LTRO w centrum uwagi
W środę głównym wydarzeniem była aukcja Europejskiego Banku Centralnego, który oferował bankom komercyjnym nielimitowane, niskooprocentowane (1proc.), 3-letnie pożyczki. Od rana nastroje były mieszane. Na rynkach giełdowych indeksy nieco zyskiwały, przeciwnie zachowywał się eurodolar, który od rana lekko tracił. Tuż przed odczytem poznaliśmy odczyt o inflacji konsumenckiej w Strefie Euro, ale gracze ten odczyt zupełnie zlekceważyli. Tuż po odczycie, kiedy okazało się, że banki pożyczyły ponad 529mld euro, EUR/USD miał spore problemy z obraniem konkretnego kierunku.

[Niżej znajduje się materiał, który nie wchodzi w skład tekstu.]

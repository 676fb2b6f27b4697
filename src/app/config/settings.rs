//! Stream Deck settings: the plugin-wide global bag and per-key settings.

use crate::player::ServerConfig;
use crate::transport::protocol::Settings;
use serde_json::Value;

/// Keys that belong to the plugin rather than a single key. Property
/// inspectors write them into per-key settings; they are promoted.
pub const GLOBAL_KEYS: [&str; 8] = [
    "plexServerUrl",
    "plexToken",
    "clientName",
    "playerUrl",
    "syncOffset",
    "textColor",
    "dynamicColors",
    "debugMode",
];

pub const DEFAULT_ACCENT: &str = "#E5A00D";
pub const DEFAULT_TEXT_COLOR: &str = "#FFFFFF";

fn as_text(value: Option<&Value>) -> Option<&str> {
    value.and_then(Value::as_str).map(str::trim).filter(|s| !s.is_empty())
}

/// Numbers sometimes arrive as strings from HTML forms.
fn as_number(value: Option<&Value>) -> Option<f64> {
    match value? {
        Value::Number(n) => n.as_f64(),
        Value::String(s) => s.trim().parse().ok(),
        _ => None,
    }
}

fn as_flag(value: Option<&Value>) -> Option<bool> {
    match value? {
        Value::Bool(b) => Some(*b),
        Value::String(s) => match s.as_str() {
            "true" | "1" | "on" => Some(true),
            "false" | "0" | "off" | "" => Some(false),
            _ => None,
        },
        Value::Number(n) => n.as_f64().map(|n| n != 0.0),
        _ => None,
    }
}

#[derive(Debug, Clone, Default, PartialEq)]
pub struct GlobalSettings {
    values: Settings,
}

impl GlobalSettings {
    pub fn as_map(&self) -> &Settings {
        &self.values
    }

    /// Merges incoming keys over the current ones. Returns whether anything
    /// changed.
    pub fn merge(&mut self, incoming: &Settings) -> bool {
        let mut changed = false;
        for (key, value) in incoming {
            if self.values.get(key) != Some(value) {
                self.values.insert(key.clone(), value.clone());
                changed = true;
            }
        }
        changed
    }

    /// Copies global keys out of per-key settings. Empty strings and nulls
    /// never overwrite a stored value.
    pub fn promote(&mut self, action_settings: &Settings) -> bool {
        let mut changed = false;
        for key in GLOBAL_KEYS {
            let Some(value) = action_settings.get(key) else {
                continue;
            };
            let usable = match value {
                Value::Null => false,
                Value::String(s) => !s.trim().is_empty(),
                _ => true,
            };
            if usable && self.values.get(key) != Some(value) {
                self.values.insert(key.to_string(), value.clone());
                changed = true;
            }
        }
        changed
    }

    pub fn server_config(&self) -> ServerConfig {
        ServerConfig {
            server_url: as_text(self.values.get("plexServerUrl")).map(str::to_string),
            token: as_text(self.values.get("plexToken")).map(str::to_string),
            player_url: as_text(self.values.get("playerUrl")).map(str::to_string),
        }
    }

    pub fn is_configured(&self) -> bool {
        let config = self.server_config();
        config.server_url.is_some() && config.token.is_some()
    }

    /// Milliseconds added to the interpolated position. May be negative.
    pub fn sync_offset_ms(&self) -> i64 {
        as_number(self.values.get("syncOffset"))
            .map(|n| n.round() as i64)
            .unwrap_or(0)
    }

    pub fn debug_mode(&self) -> bool {
        as_flag(self.values.get("debugMode")).unwrap_or(false)
    }

    /// Accent follows the album art unless switched off.
    pub fn dynamic_colors(&self) -> bool {
        as_flag(self.values.get("dynamicColors")).unwrap_or(true)
    }

    pub fn text_color(&self) -> &str {
        as_text(self.values.get("textColor")).unwrap_or(DEFAULT_TEXT_COLOR)
    }
}

/// What a key or dial does, from the suffix of its action UUID.
#[derive(Debug, Clone, Copy, PartialEq, Eq)]
pub enum ActionKind {
    AlbumArt,
    PlayPause,
    Play,
    Pause,
    Next,
    Previous,
    Info,
    Time,
    Rating,
    Shuffle,
    Repeat,
    Strip,
    Unknown,
}

impl ActionKind {
    pub fn from_uuid(action: &str) -> Self {
        match action.rsplit('.').next().unwrap_or_default() {
            "album-art" => Self::AlbumArt,
            "play-pause" => Self::PlayPause,
            "play" => Self::Play,
            "pause" => Self::Pause,
            "next" => Self::Next,
            "previous" => Self::Previous,
            "info" => Self::Info,
            "time" => Self::Time,
            "rating" => Self::Rating,
            "shuffle" => Self::Shuffle,
            "repeat" => Self::Repeat,
            "strip" => Self::Strip,
            _ => Self::Unknown,
        }
    }

    /// Next and previous seek when held.
    pub fn seek_direction(self) -> Option<i64> {
        match self {
            Self::Next => Some(1),
            Self::Previous => Some(-1),
            _ => None,
        }
    }
}

#[derive(Debug, Clone, Copy, PartialEq, Eq, Default)]
pub enum DisplayMode {
    #[default]
    Artist,
    Album,
    Track,
    Time,
}

#[derive(Debug, Clone, Copy, PartialEq, Eq, Default)]
pub enum RatingMode {
    #[default]
    Half,
    Full,
}

impl RatingMode {
    pub fn step(self) -> u8 {
        match self {
            Self::Half => 1,
            Self::Full => 2,
        }
    }
}

#[derive(Debug, Clone, Copy, PartialEq, Eq, Default)]
pub enum RatingDisplay {
    #[default]
    Stars,
    Numeric,
    Both,
}

#[derive(Debug, Clone, Copy, PartialEq, Eq, Default)]
pub enum DialAction {
    #[default]
    None,
    Skip,
    Volume,
    Rating,
}

/// Per-key settings, parsed leniently: unknown values fall back to defaults.
#[derive(Debug, Clone, PartialEq)]
pub struct ActionSettings {
    pub display_mode: DisplayMode,
    pub rating_mode: RatingMode,
    pub rating_display: RatingDisplay,
    pub dial_action: DialAction,
    pub font_size: u32,
    pub progress_total_panels: u32,
    pub progress_position: u32,
    pub text_color: Option<String>,
}

impl Default for ActionSettings {
    fn default() -> Self {
        Self {
            display_mode: DisplayMode::default(),
            rating_mode: RatingMode::default(),
            rating_display: RatingDisplay::default(),
            dial_action: DialAction::default(),
            font_size: 16,
            progress_total_panels: 3,
            progress_position: 1,
            text_color: None,
        }
    }
}

impl ActionSettings {
    pub fn from_map(settings: &Settings) -> Self {
        let defaults = Self::default();
        let number = |key: &str, default: u32| {
            as_number(settings.get(key))
                .filter(|n| *n >= 1.0)
                .map(|n| n as u32)
                .unwrap_or(default)
        };

        Self {
            display_mode: match as_text(settings.get("displayMode")) {
                Some("album") => DisplayMode::Album,
                Some("track") => DisplayMode::Track,
                Some("time") => DisplayMode::Time,
                _ => DisplayMode::Artist,
            },
            rating_mode: match as_text(settings.get("ratingMode")) {
                Some("full") => RatingMode::Full,
                _ => RatingMode::Half,
            },
            rating_display: match as_text(settings.get("ratingDisplay")) {
                Some("numeric") => RatingDisplay::Numeric,
                Some("both") => RatingDisplay::Both,
                _ => RatingDisplay::Stars,
            },
            dial_action: match as_text(settings.get("dialAction")) {
                Some("skip") => DialAction::Skip,
                Some("volume") => DialAction::Volume,
                Some("rating") => DialAction::Rating,
                _ => DialAction::None,
            },
            font_size: number("fontSize", defaults.font_size),
            progress_total_panels: number("progressTotalPanels", defaults.progress_total_panels),
            progress_position: number("progressPosition", defaults.progress_position),
            text_color: as_text(settings.get("textColor")).map(str::to_string),
        }
    }
}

Ostatecznie zwyciężyła podaż i eurodolar skierował się na południe. Później w poprawie nastrojów pomógł start giełd za oceanem i lepsze dane z makro z USA. Amerykański PKB wzrósł o 3 proc,. najmocniej od 6 kwartałów, a indeks Chicago PMI okazał się najwyższy od lipca 2011r. Wzrost był jednak kosmetyczny, a tuż po wystąpieniu Bena Bernanke, który przedstawił półroczny raport nt. polityki monetarnej główna para walutowa zaczęła się gwałtownie osuwać. W efekcie pod koniec sesji w Stanach EUR/USD zameldował się na poziomie tuż ponad 1,33.
Realizacji zysków, rosną ceny ropy
Ostanie dwa dni na rynku głównej pary walutowej przyniosły nam realizację zysków. Dużego udziały w tym nie miały publikowane w tym okresie dane makroekonomiczne ani postanowienia ministrów finansów Strefy Euro, czy organizacji ISDA, która nie potwierdziła „zdarzenia kredytowego” w Grecji. Czynnikiem, który pozwolił na kontynuowanie ruch rozpoczęty w środowe popołudnie były zawirowania na rynku ropy naftowej. Wysokie ceny tego surowca podnosiło obawy o kondycję globalnej gospodarki. To nie sprzyjało mniej pewnym aktywom, w tym i euro. Jego przecena chwilowo zatrzymamy została w trakcie czwartkowych notowań. Obszar 1,3320 – 1,3280 stawiał skuteczny opór stronie podażowej. Jednak upór niedźwiedzi pozwolił im w piątek przełamać te wartości i sprowadzić kurs pary EUR/USD pod koniec piątkowej sesji londyńskiej do poziomu 1,32.